Allowing HACR reactions in the cathode while substantially preventing GOM may facilitate high voltage, high-capacity cycling. Previous attempts to passivate the surface of cathode particles have used foreign coatings. For example, coatings of metal oxides, metal fluorides, and metal phosphates have been previously investigated. While these coatings improved the cycling stability, it was unclear if the coatings fully wet the surface of the cathode particle and prevented GOM because the coatings were structural incoherent with the crystal structure of the cathode particles.

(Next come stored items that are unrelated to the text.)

use fieldui::presentation::{FieldView, Theme, field_height};
use fieldui::{FieldIcon, FieldProps, InputField, Size, Variant};
use ratatui::{buffer::Buffer, layout::Rect, widgets::Widget};

fn row(buf: &Buffer, y: u16) -> String {
    (buf.area.x..buf.area.right())
        .map(|x| buf[(x, y)].symbol())
        .collect::<String>()
        .trim_end()
        .to_string()
}

fn draw(field: &InputField, width: u16) -> (Buffer, Rect) {
    let tree = field.render();
    let height = field_height(&tree, width);
    let area = Rect::new(0, 0, width, height);
    let mut buf = Buffer::empty(area);
    let theme = Theme::light();
    FieldView::new(&tree, &theme).render(area, &mut buf);
    (buf, area)
}

fn password_field() -> InputField {
    InputField::new(
        FieldProps::new()
            .with_type("password")
            .with_clearable(true)
            .with_password_toggle(true)
            .with_default_value("secret"),
    )
}

#[test]
fn toggle_is_drawn_left_of_clear() {
    let field = password_field();
    let tree = field.render();
    let theme = Theme::light();
    let layout = FieldView::new(&tree, &theme).layout(Rect::new(0, 0, 30, 3));
    let toggle = layout.toggle.expect("toggle rect");
    let clear = layout.clear.expect("clear rect");
    assert!(toggle.x < clear.x);
    assert!(layout.input.right() <= toggle.x);

    let (buf, _) = draw(&field, 30);
    assert_eq!(buf[(clear.x, clear.y)].symbol(), "×");
    assert_eq!(buf[(toggle.x, toggle.y)].symbol(), "◉");
}

#[test]
fn password_is_masked_until_revealed() {
    let mut field = password_field();
    let (buf, _) = draw(&field, 30);
    assert!(row(&buf, 1).contains("••••••"));
    assert!(!row(&buf, 1).contains("secret"));

    assert!(field.activate(FieldIcon::Toggle));
    let (buf, _) = draw(&field, 30);
    assert!(row(&buf, 1).contains("secret"));
    assert!(row(&buf, 1).contains("○"));
}

#[test]
fn invalid_email_draws_label_and_error() {
    let field = InputField::new(
        FieldProps::new()
            .with_label("Email")
            .with_type("email")
            .with_invalid(true)
            .with_helper_text("never shown")
            .with_error_message("Please enter a valid email address"),
    );
    let (buf, area) = draw(&field, 40);
    assert_eq!(row(&buf, 0), "Email");
    assert_eq!(row(&buf, area.bottom() - 1), "Please enter a valid email address");
    let all = (0..area.height).map(|y| row(&buf, y)).collect::<Vec<_>>().join("\n");
    assert!(!all.contains("never shown"));
    assert_eq!(buf[(0, 1)].fg, Theme::light().error);
}

#[test]
fn required_label_gets_marker() {
    let field = InputField::new(FieldProps::new().with_label("Company").with_required(true));
    let (buf, _) = draw(&field, 30);
    assert_eq!(row(&buf, 0), "Company *");
}

#[test]
fn placeholder_shows_for_empty_value() {
    let field = InputField::new(FieldProps::new().with_placeholder("Jane Doe"));
    let (buf, _) = draw(&field, 30);
    assert!(row(&buf, 1).contains("Jane Doe"));
}

#[test]
fn spinner_takes_the_trailing_slot_while_loading() {
    let field = InputField::new(
        FieldProps::new()
            .with_clearable(true)
            .with_default_value("abc")
            .with_loading(true),
    );
    let tree = field.render();
    let theme = Theme::light();
    let layout = FieldView::new(&tree, &theme).layout(Rect::new(0, 0, 30, 3));
    assert!(layout.spinner.is_some());
    assert!(layout.clear.is_none() && layout.toggle.is_none());
    let (buf, _) = draw(&field, 30);
    assert!(!row(&buf, 1).contains('×'));
}

#[test]
fn variants_and_sizes_change_geometry_only() {
    let base = FieldProps::new().with_default_value("value");
    let outlined = InputField::new(base.clone());
    let ghost = InputField::new(base.clone().with_variant(Variant::Ghost));
    let large = InputField::new(base.with_variant(Variant::Filled).with_size(Size::Lg));

    assert_eq!(field_height(&outlined.render(), 30), 3);
    assert_eq!(field_height(&ghost.render(), 30), 1);
    assert_eq!(field_height(&large.render(), 30), 3);

    let (buf, _) = draw(&ghost, 30);
    assert!(row(&buf, 0).contains("value"));
    let (buf, _) = draw(&large, 30);
    assert_eq!(row(&buf, 1).trim(), "value");
    assert_eq!(buf[(0, 1)].bg, Theme::light().fill);
}

#[test]
fn long_values_keep_the_tail_visible() {
    let field = InputField::new(
        FieldProps::new()
            .with_variant(Variant::Ghost)
            .with_size(Size::Sm)
            .with_default_value("abcdefghijklmnop"),
    );
    let (buf, _) = draw(&field, 8);
    assert_eq!(row(&buf, 0), "jklmnop");
}

#[test]
fn short_areas_clip_without_leaving_the_widget() {
    let fields = [
        InputField::new(FieldProps::new().with_label("Name").with_default_value("abc")),
        password_field(),
        InputField::new(
            FieldProps::new()
                .with_label("Large")
                .with_size(Size::Lg)
                .with_loading(true)
                .with_helper_text("Checking"),
        ),
    ];
    let theme = Theme::light();
    for field in &fields {
        let tree = field.render();
        for height in 0..field_height(&tree, 20) {
            let area = Rect::new(0, 0, 20, height);
            let mut buf = Buffer::empty(area);
            let view = FieldView::new(&tree, &theme).focused(true);
            let layout = view.layout(area);
            for rect in [Some(layout.input), layout.spinner, layout.toggle, layout.clear]
                .into_iter()
                .flatten()
                .filter(|rect| !rect.is_empty())
            {
                assert!(rect.bottom() <= area.bottom(), "{rect:?} outside {area:?}");
            }
            if let Some(cursor) = view.cursor(area) {
                assert!(area.contains(cursor));
            }
            view.render(area, &mut buf);
        }
    }
}

#[test]
fn clipped_field_keeps_label_and_drops_text_row() {
    let field = InputField::new(FieldProps::new().with_label("Name").with_default_value("abc"));
    let area = Rect::new(0, 0, 20, 2);
    let mut buf = Buffer::empty(area);
    let theme = Theme::light();
    FieldView::new(&field.render(), &theme).render(area, &mut buf);
    assert_eq!(row(&buf, 0), "Name");
    assert!(!row(&buf, 1).contains("abc"));
}
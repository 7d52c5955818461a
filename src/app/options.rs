use std::time::Duration;

use crate::presentation::ThemeMode;

#[derive(Debug, Clone)]
pub struct DemoOptions {
    pub tick_rate: Duration,
    pub theme: ThemeMode,
    pub show_help: bool,
    pub title: Option<String>,
}

impl Default for DemoOptions {
    fn default() -> Self {
        Self {
            tick_rate: Duration::from_millis(120),
            theme: ThemeMode::Light,
            show_help: true,
            title: None,
        }
    }
}

impl DemoOptions {
    pub fn with_tick_rate(mut self, tick_rate: Duration) -> Self {
        self.tick_rate = tick_rate;
        self
    }

    pub fn with_theme(mut self, theme: ThemeMode) -> Self {
        self.theme = theme;
        self
    }

    pub fn with_dark_mode(self, dark: bool) -> Self {
        self.with_theme(if dark { ThemeMode::Dark } else { ThemeMode::Light })
    }

    pub fn with_help(mut self, show: bool) -> Self {
        self.show_help = show;
        self
    }

    pub fn with_title(mut self, title: impl Into<String>) -> Self {
        self.title = Some(title.into());
        self
    }
}
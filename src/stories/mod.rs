mod catalog;

pub use catalog::{Story, StoryCatalog};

FIG. 1A shows a cathode particle 100 with a lattice-coherent coating 120 around a cathode core 110, where the coating establishes a robust shell around the particle. The coating 120 substantially prevents GOM and IPT in the cathode particles, while maintaining facile Li⁺ and polaron transport in high-voltage cycling. Unlike coatings that are deposited with island growth, the lattice-coherent coating 120 provides an integral shell that fully encloses the cathode lattice. In other words, the coating completely wets the surface of the particle. Coatings deposited with island growth may provide prolific grain boundaries and/or exposed surfaces that may facilitate GOM and stress-corrosion cracking (SCC). The lattice-coherent coating 120 is highly conductive for both Li ions and electrons in the electrochemical environment to promote fast electrochemical kinetics. The lattice-coherent coating 120 does not substantially participate in oxygen anion-redox and substantially excludes oxygen vacancies in cycling to prevent or reduce percolation paths for GOM in the cathode particle.

The lattice-coherent coating 120 is able to fully enclose the core 110 of the cathode particle 100 because of similarities in the crystal lattices of the coating 120 and cathode particle core 110. More specifically, oxygen ions in the lattice-coherent coating 120 share a similar sub-lattice (e.g., having a sublattice mismatch of about −5% to about 5%) with the core 110 of the cathode particles. To facilitate this coherency, the core 110 may have a single crystalline structure.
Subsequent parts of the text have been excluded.